BEGIN Records supplied
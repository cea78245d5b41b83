use crate::domain::Reference;
use crate::error::{ReleaseStampError, Result};
use crate::git::{HeadRef, Repository};
use git2::Oid;

/// Mock repository for testing without actual git operations
///
/// References are kept in insertion order, which is the order
/// [Repository::reference_names] reports them in.
pub struct MockRepository {
    references: Vec<Reference>,
    head: Option<HeadRef>,
}

impl MockRepository {
    /// Create a new empty mock repository
    pub fn new() -> Self {
        MockRepository {
            references: Vec::new(),
            head: None,
        }
    }

    /// Add a branch pointing to an OID
    pub fn add_branch(&mut self, name: impl AsRef<str>, oid: Oid) {
        self.add_reference(format!("refs/heads/{}", name.as_ref()), oid);
    }

    /// Add a tag pointing to an OID
    pub fn add_tag(&mut self, name: impl AsRef<str>, oid: Oid) {
        self.add_reference(format!("refs/tags/{}", name.as_ref()), oid);
    }

    /// Add an arbitrary fully-qualified reference
    pub fn add_reference(&mut self, name: impl Into<String>, oid: Oid) {
        self.references.push(Reference::new(name, oid));
    }

    /// Every reference added so far, in insertion order
    pub fn references(&self) -> &[Reference] {
        &self.references
    }

    /// Check out a branch, creating it at `oid`
    pub fn checkout_branch(&mut self, name: impl AsRef<str>, oid: Oid) {
        let full_name = format!("refs/heads/{}", name.as_ref());
        if !self.references.iter().any(|r| r.name == full_name) {
            self.add_reference(full_name.clone(), oid);
        }
        self.head = Some(HeadRef {
            name: full_name,
            target: oid,
        });
    }

    /// Detach HEAD at a commit
    pub fn detach_head(&mut self, oid: Oid) {
        self.head = Some(HeadRef {
            name: "HEAD".to_string(),
            target: oid,
        });
    }
}

impl Default for MockRepository {
    fn default() -> Self {
        Self::new()
    }
}

impl Repository for MockRepository {
    fn reference_names(&self) -> Result<Vec<String>> {
        Ok(self.references.iter().map(|r| r.name.clone()).collect())
    }

    fn resolve_commit(&self, refish: &str) -> Result<Oid> {
        self.references
            .iter()
            .find(|r| r.name == refish)
            .or_else(|| self.references.iter().find(|r| r.short_name() == refish))
            .map(|r| r.target)
            .ok_or_else(|| {
                ReleaseStampError::Git(git2::Error::from_str(&format!(
                    "revspec '{}' not found",
                    refish
                )))
            })
    }

    fn head(&self) -> Result<HeadRef> {
        self.head
            .clone()
            .ok_or_else(|| ReleaseStampError::head("HEAD does not point to a commit"))
    }
}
END Records supplied
Count the lines of the entries above in which the string "HeadRef" appears. Supply the number only.

5